A construção deste importante edifício, envolto em divergências quanto à utilidade real do projecto, foi mandado executar pela Misericórdia do Porto, num terreno situado nos chamados Casais do Robalo, sendo que, a primeira pedra foi lançada a 15 de Julho de 1770.
A fachada é constituída por cinco corpos de planos diferentes, com um corpo central mais saliente formado por um peristilo com seis colunas dóricas e rematado por um frontão.
A sua grandiosa concepção ficou muito aquém do projecto inicial, elaborado pelo arquitecto inglês John Carr, que desenhou um edifício quadrado, com quatro fachadas, abrangendo uma área de 28.721m2, ficando o centro interior a descoberto, onde se construiria uma capela integrada num extenso e magnânimo claustro.
Este arrojado projecto afastava-se muito das capacidades orçamentais da Misericórdia, uma vez que se previam encargos na ordem dos dois milhões de cruzados, cerca de oitocentos contos ouro.
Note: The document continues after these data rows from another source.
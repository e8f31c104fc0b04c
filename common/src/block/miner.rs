//! Brute-force nonce search over a serialized block header.

use super::{NONCE_OFFSET, TIMESTAMP_OFFSET};
use crate::{
    config::BLOCK_HEADER_SIZE,
    crypto::{hash256, Hash},
};
use log::{info, log_enabled, Level};
use std::{
    cmp::Ordering,
    time::{Duration, Instant},
};
use thiserror::Error;

pub type DigestFn = fn(&[u8]) -> Hash;

pub const DEFAULT_POW_TIMEOUT: Duration = Duration::from_secs(600);
pub const DEFAULT_PROGRESS_INTERVAL: u64 = 1_000_000;
// Full u32 nonce space
pub const FULL_NONCE_SPAN: u64 = 1 << 32;

#[derive(Debug, Error, Clone, PartialEq, Eq)]
pub enum PowError {
    #[error("Invalid header size: expected {}, got {}", BLOCK_HEADER_SIZE, _0)]
    InvalidHeaderSize(usize),
    #[error("Invalid target size: expected 32, got {}", _0)]
    InvalidTargetSize(usize),
    #[error("Invalid hex input")]
    InvalidHex,
    #[error("Nonce span must be at least 1")]
    EmptyNonceSpan,
}

#[derive(Debug, Clone, PartialEq, Eq)]
pub struct PowSolution {
    // Digest of `header` as last computed
    pub hash: Hash,
    pub header: Vec<u8>,
    pub nonce: u32,
    pub time: u32,
    pub solved: bool,
}

/// Configuration of a proof-of-work search.
///
/// The header's nonce (offset 76) is iterated from `start_nonce`. After
/// `nonce_span` nonces the nonce restarts and the timestamp (offset 68) is
/// incremented. The search ends when a digest compares strictly below the
/// target, or when the timeout or iteration cap is hit.
#[derive(Debug, Clone)]
pub struct ProofOfWorkSolver {
    timeout: Duration,
    progress_interval: u64,
    start_time: Option<u32>,
    start_nonce: u32,
    nonce_span: u64,
    max_iterations: Option<u64>,
    digest: DigestFn,
}

impl Default for ProofOfWorkSolver {
    fn default() -> Self {
        Self {
            timeout: DEFAULT_POW_TIMEOUT,
            progress_interval: DEFAULT_PROGRESS_INTERVAL,
            start_time: None,
            start_nonce: 0,
            nonce_span: FULL_NONCE_SPAN,
            max_iterations: None,
            digest: hash256,
        }
    }
}

impl ProofOfWorkSolver {
    pub fn new() -> Self {
        Self::default()
    }

    pub fn with_timeout(mut self, timeout: Duration) -> Self {
        self.timeout = timeout;
        self
    }

    pub fn with_progress_interval(mut self, interval: u64) -> Self {
        self.progress_interval = interval.max(1);
        self
    }

    pub fn with_start_time(mut self, time: u32) -> Self {
        self.start_time = Some(time);
        self
    }

    pub fn with_start_nonce(mut self, nonce: u32) -> Self {
        self.start_nonce = nonce;
        self
    }

    pub fn with_nonce_span(mut self, span: u64) -> Self {
        self.nonce_span = span;
        self
    }

    pub fn with_max_iterations(mut self, iterations: u64) -> Self {
        self.max_iterations = Some(iterations);
        self
    }

    pub fn with_digest(mut self, digest: DigestFn) -> Self {
        self.digest = digest;
        self
    }

    /// Same as [`ProofOfWorkSolver::solve`] with hex encoded header and
    /// target. The target is given in wire byte order.
    pub fn solve_hex(&self, header: &str, target: &str) -> Result<PowSolution, PowError> {
        let header = hex::decode(header).map_err(|_| PowError::InvalidHex)?;
        let target = hex::decode(target).map_err(|_| PowError::InvalidHex)?;
        let target = Hash::from_slice(&target).ok_or(PowError::InvalidTargetSize(target.len()))?;
        self.solve(&header, &target)
    }

    pub fn solve(&self, header: &[u8], target: &Hash) -> Result<PowSolution, PowError> {
        if header.len() != BLOCK_HEADER_SIZE {
            return Err(PowError::InvalidHeaderSize(header.len()));
        }
        if self.nonce_span == 0 {
            return Err(PowError::EmptyNonceSpan);
        }

        let mut buf = header.to_vec();
        let start_time = self
            .start_time
            .unwrap_or_else(|| chrono::Utc::now().timestamp() as u32);
        let mut time = start_time;
        let mut nonce = self.start_nonce;
        set_time(&mut buf, time);

        if log_enabled!(Level::Info) {
            info!(
                "Starting PoW at time={} nonce={} with timeout {:?}, target {}",
                time,
                nonce,
                self.timeout,
                target.to_display_hex()
            );
        }

        let started = Instant::now();
        let mut lowest = Hash::max();
        let mut iterations: u64 = 0;
        let mut since_lowest: u64 = 0;
        let mut in_span: u64 = 0;

        loop {
            set_nonce(&mut buf, nonce);
            let hash = (self.digest)(&buf);
            iterations += 1;
            since_lowest += 1;

            if hash.cmp_reversed(target) == Ordering::Less {
                if log_enabled!(Level::Info) {
                    info!(
                        "Solved PoW with nonce={}, time={} -> {} after {} iterations",
                        nonce,
                        time,
                        hash.to_display_hex(),
                        iterations
                    );
                }
                return Ok(PowSolution {
                    hash,
                    header: buf,
                    nonce,
                    time,
                    solved: true,
                });
            }

            if hash.cmp_reversed(&lowest) == Ordering::Less {
                lowest = hash;
                if log_enabled!(Level::Info) {
                    info!(
                        "Progress after {} iterations: lowest {} [{}]",
                        since_lowest,
                        hash.to_display_hex(),
                        nonce
                    );
                }
                since_lowest = 0;
            }

            if iterations % self.progress_interval == 0 && log_enabled!(Level::Info) {
                let secs = started.elapsed().as_secs_f64().max(f64::EPSILON);
                info!(
                    "{} iterations [{}] -- {:.0} h/s",
                    iterations,
                    nonce,
                    iterations as f64 / secs
                );
            }

            let capped = self.max_iterations.is_some_and(|max| iterations >= max);
            if capped || started.elapsed() >= self.timeout {
                info!("Timed out trying to solve PoW after {} iterations", iterations);
                return Ok(PowSolution {
                    hash,
                    header: buf,
                    nonce,
                    time,
                    solved: false,
                });
            }

            in_span += 1;
            if in_span == self.nonce_span {
                in_span = 0;
                nonce = self.start_nonce;
                time = time.wrapping_add(1);
                set_time(&mut buf, time);
                info!("Iterated over all nonce values, updating time -> {}", time);
            } else {
                nonce = nonce.wrapping_add(1);
            }
        }
    }
}

fn set_nonce(buf: &mut [u8], nonce: u32) {
    buf[NONCE_OFFSET..NONCE_OFFSET + 4].copy_from_slice(&nonce.to_le_bytes());
}

fn set_time(buf: &mut [u8], time: u32) {
    buf[TIMESTAMP_OFFSET..TIMESTAMP_OFFSET + 4].copy_from_slice(&time.to_le_bytes());
}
Mas mesmo assim foi mandado edificar, recebendo os primeiros doentes vinte e cinco anos depois, em 14 de Fevereiro de 1795.
Contudo a construção não havia terminado, e em 1850 estavam prontas as três fachadas do Hospital. A quarta fachada que constava do projecto não foi nem sequer iniciada e este permaneceu inacabado até aos dias de hoje.
Em 1993 iniciaram novamente as obras, na parte do terreno que havia ficado por construir, no projecto de John Carr, mas desta vez optou-se por dotar este histórico hospital portuense com novos e modernos espaços e melhores condições de atendimento aos doentes .
É de salientar o aspecto arquitectónico deste edifício que o torna num dos mais grandiosos da cidade do Porto.
Para a história resta apenas acrescentar que as obras da parte nova ficaram concluídas em Outubro de 1998, data em que foi aberto ao público.